EXERCISE AIM
Please count how many lines in the entries below contain "impl" and reply with the figure alone.

DATA RECORDS

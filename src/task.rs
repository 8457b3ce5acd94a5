use std::fmt;

/// Identifier assigned by a connection at production time.
///
/// Identifiers are strictly increasing and gap-free per connection, starting at 1.
#[derive(Debug, Clone, Copy, PartialEq, Eq, PartialOrd, Ord, Hash)]
pub struct TaskId(u64);

impl TaskId {
    pub(crate) fn new(raw: u64) -> Self {
        Self(raw)
    }

    /// Raw numeric value
    pub fn get(self) -> u64 {
        self.0
    }
}

impl fmt::Display for TaskId {
    fn fmt(&self, f: &mut fmt::Formatter<'_>) -> fmt::Result {
        write!(f, "#{}", self.0)
    }
}

/// One unit of work in transit between two stages.
///
/// The task is moved, never shared: the producer hands it to the connection,
/// the connection hands it to exactly one consumer.
#[derive(Debug)]
pub struct Task<T> {
    id: TaskId,
    payload: T,
}

impl<T> Task<T> {
    pub(crate) fn new(id: TaskId, payload: T) -> Self {
        Self { id, payload }
    }

    pub fn id(&self) -> TaskId {
        self.id
    }

    pub fn payload(&self) -> &T {
        &self.payload
    }

    /// Take ownership of the payload, keeping the id for acknowledgment
    pub fn into_parts(self) -> (TaskId, T) {
        (self.id, self.payload)
    }
}

/// Outcome a consumer reported for a task
#[derive(Debug, Clone, Copy, PartialEq, Eq)]
pub struct Acknowledgment {
    pub task_id: TaskId,
    pub success: bool,
}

TASK OUTPUT
3